Plumbagin treatment of mice harboring PTEN-P2 tumors in the prostate or on prostate tissue maintained in vivo results in tumor regression when coupled with androgen deprivation therapy. This suggested that dihydrotestosterone (DHT) production in the testes prevents tumor regression due to plumbagin treatment by an unknown mechanism. We performed RNA-seq analysis on cells treated with plumbagin, DHT, or both, and analyzed differential gene expression using RNA-seq. DHT and plumbagin synergize to differentially regulate many genes that are not differentially regulated by either agent alone. For many genes, increases in mRNAs caused by DHT are sharply down-regulated by plumbagin, and some transcripts increase or decrease in response to plumbagin in a DHT-dependent manner. We also observed that plumbagin causes extensive RNA damage independently of DHT. We also include data from a simple time course experiment in which gene expression in response to DHT was studied using RNA-seq. Overall design: PTEN-P2 (Pten-/+) cells grown in culture were treated for 1 hour with 0, 0.5, or 4mM plumbagin dissolved in DMSO, with or without overnight and continued treatment with 10-8M DHT in DMSO, or mock treatment with DMSO. In addition, a time course experiment tracking gene expression due to DHT treatment in PTEN-P2 cells was performed.
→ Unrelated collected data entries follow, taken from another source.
//! Persistence ports consumed by the actor kernel.
//!
//! One port per entity, bundled by [`Stores`] which binds the owning actor's
//! guid so kernel code never threads it explicitly. All writes are atomic
//! per entity; reads within an event batch observe writes from earlier
//! batches.

use std::sync::Arc;

use async_trait::async_trait;

use crate::domain::errors::LatticeResult;
use crate::domain::models::{
    Delegation, Id, Reservation, ReservationCategory, ReservationState, ResourceType, Slice,
    SliceKind, Unit,
};

/// Record of an actor registered with the container.
#[derive(Debug, Clone, PartialEq, Eq)]
pub struct ActorRecord {
    pub guid: Id,
    pub name: String,
    pub role: String,
}

/// Record of a known downstream client (brokers and authorities keep these).
#[derive(Debug, Clone, PartialEq, Eq)]
pub struct ClientRecord {
    pub guid: Id,
    pub name: String,
    /// Topic the client listens on for updates.
    pub topic: String,
}

/// Slice persistence.
#[async_trait]
pub trait SliceStore: Send + Sync {
    async fn add_slice(&self, actor_id: Id, slice: &Slice) -> LatticeResult<()>;

    async fn update_slice(&self, actor_id: Id, slice: &Slice) -> LatticeResult<()>;

    async fn remove_slice(&self, actor_id: Id, slice_id: Id) -> LatticeResult<()>;

    async fn get_slice(&self, actor_id: Id, slice_id: Id) -> LatticeResult<Option<Slice>>;

    async fn get_slices(&self, actor_id: Id) -> LatticeResult<Vec<Slice>>;

    async fn get_slices_by_kind(&self, actor_id: Id, kind: SliceKind) -> LatticeResult<Vec<Slice>>;

    async fn get_slices_by_resource_type(
        &self,
        actor_id: Id,
        rtype: &ResourceType,
    ) -> LatticeResult<Vec<Slice>>;
}

/// Reservation persistence.
///
/// The stored blob is the serialized reservation; round-tripping an
/// unmutated reservation must yield a byte-identical blob.
#[async_trait]
pub trait ReservationStore: Send + Sync {
    async fn add_reservation(&self, actor_id: Id, reservation: &Reservation) -> LatticeResult<()>;

    async fn update_reservation(&self, actor_id: Id, reservation: &Reservation) -> LatticeResult<()>;

    async fn remove_reservation(&self, actor_id: Id, rid: Id) -> LatticeResult<()>;

    async fn get_reservation(&self, actor_id: Id, rid: Id) -> LatticeResult<Option<Reservation>>;

    async fn get_reservations_by_slice(&self, actor_id: Id, slice_id: Id) -> LatticeResult<Vec<Reservation>>;

    async fn get_reservations_by_state(
        &self,
        actor_id: Id,
        state: ReservationState,
    ) -> LatticeResult<Vec<Reservation>>;

    async fn get_reservations_by_category(
        &self,
        actor_id: Id,
        category: ReservationCategory,
    ) -> LatticeResult<Vec<Reservation>>;

    /// Raw stored blob, for round-trip verification.
    async fn get_reservation_blob(&self, actor_id: Id, rid: Id) -> LatticeResult<Option<String>>;
}

/// Delegation persistence.
#[async_trait]
pub trait DelegationStore: Send + Sync {
    async fn add_delegation(&self, actor_id: Id, delegation: &Delegation) -> LatticeResult<()>;

    async fn update_delegation(&self, actor_id: Id, delegation: &Delegation) -> LatticeResult<()>;

    async fn remove_delegation(&self, actor_id: Id, did: Id) -> LatticeResult<()>;

    async fn get_delegation(&self, actor_id: Id, did: Id) -> LatticeResult<Option<Delegation>>;

    async fn get_delegations_by_slice(&self, actor_id: Id, slice_id: Id) -> LatticeResult<Vec<Delegation>>;
}

/// Unit persistence.
#[async_trait]
pub trait UnitStore: Send + Sync {
    /// Insert a unit. Fails if the id already exists under the actor unless
    /// `is_recovery` is set.
    async fn add_unit(&self, actor_id: Id, unit: &Unit, is_recovery: bool) -> LatticeResult<()>;

    async fn update_unit(&self, actor_id: Id, unit: &Unit) -> LatticeResult<()>;

    async fn remove_unit(&self, actor_id: Id, unit_id: Id) -> LatticeResult<()>;

    async fn get_unit(&self, actor_id: Id, unit_id: Id) -> LatticeResult<Option<Unit>>;

    async fn get_units_by_reservation(&self, actor_id: Id, rid: Id) -> LatticeResult<Vec<Unit>>;
}

/// Container-level actor table plus miscellaneous key/value state
/// (clock parameters and the like).
#[async_trait]
pub trait ContainerStore: Send + Sync {
    async fn add_actor(&self, record: &ActorRecord) -> LatticeResult<()>;

    async fn get_actors(&self) -> LatticeResult<Vec<ActorRecord>>;

    async fn remove_actor(&self, guid: Id) -> LatticeResult<()>;

    async fn add_client(&self, actor_id: Id, client: &ClientRecord) -> LatticeResult<()>;

    async fn get_client(&self, actor_id: Id, guid: Id) -> LatticeResult<Option<ClientRecord>>;

    async fn remove_client(&self, actor_id: Id, guid: Id) -> LatticeResult<()>;

    async fn set_misc(&self, key: &str, value: &str) -> LatticeResult<()>;

    async fn get_misc(&self, key: &str) -> LatticeResult<Option<String>>;
}

/// The store bundle handed to one actor, bound to its guid.
#[derive(Clone)]
pub struct Stores {
    pub actor_id: Id,
    pub slices: Arc<dyn SliceStore>,
    pub reservations: Arc<dyn ReservationStore>,
    pub delegations: Arc<dyn DelegationStore>,
    pub units: Arc<dyn UnitStore>,
    pub container: Arc<dyn ContainerStore>,
}

impl Stores {
    pub async fn add_slice(&self, slice: &Slice) -> LatticeResult<()> {
        self.slices.add_slice(self.actor_id, slice).await
    }

    pub async fn update_slice(&self, slice: &Slice) -> LatticeResult<()> {
        self.slices.update_slice(self.actor_id, slice).await
    }

    pub async fn remove_slice(&self, slice_id: Id) -> LatticeResult<()> {
        self.slices.remove_slice(self.actor_id, slice_id).await
    }

    pub async fn get_slices_by_kind(&self, kind: SliceKind) -> LatticeResult<Vec<Slice>> {
        self.slices.get_slices_by_kind(self.actor_id, kind).await
    }

    pub async fn add_reservation(&self, reservation: &Reservation) -> LatticeResult<()> {
        self.reservations.add_reservation(self.actor_id, reservation).await
    }

    pub async fn update_reservation(&self, reservation: &Reservation) -> LatticeResult<()> {
        self.reservations.update_reservation(self.actor_id, reservation).await
    }

    pub async fn remove_reservation(&self, rid: Id) -> LatticeResult<()> {
        self.reservations.remove_reservation(self.actor_id, rid).await
    }

    pub async fn get_reservations_by_slice(&self, slice_id: Id) -> LatticeResult<Vec<Reservation>> {
        self.reservations.get_reservations_by_slice(self.actor_id, slice_id).await
    }

    pub async fn add_delegation(&self, delegation: &Delegation) -> LatticeResult<()> {
        self.delegations.add_delegation(self.actor_id, delegation).await
    }

    pub async fn update_delegation(&self, delegation: &Delegation) -> LatticeResult<()> {
        self.delegations.update_delegation(self.actor_id, delegation).await
    }

    pub async fn get_delegations_by_slice(&self, slice_id: Id) -> LatticeResult<Vec<Delegation>> {
        self.delegations.get_delegations_by_slice(self.actor_id, slice_id).await
    }

    pub async fn add_unit(&self, unit: &Unit, is_recovery: bool) -> LatticeResult<()> {
        self.units.add_unit(self.actor_id, unit, is_recovery).await
    }

    pub async fn update_unit(&self, unit: &Unit) -> LatticeResult<()> {
        self.units.update_unit(self.actor_id, unit).await
    }

    pub async fn get_units_by_reservation(&self, rid: Id) -> LatticeResult<Vec<Unit>> {
        self.units.get_units_by_reservation(self.actor_id, rid).await
    }
}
The DMSO concentration was constant between treatment conditions. After treatment, cells were harvested and RNA was purified using RNeasy. NGS sequencing libraries were prepared from using NEBNext for Illumina® using index primers. These libraries were sequenced, 6 index primers per lane, using the Illumina HiSeq platform. Reads were from 252-269 reads per lane.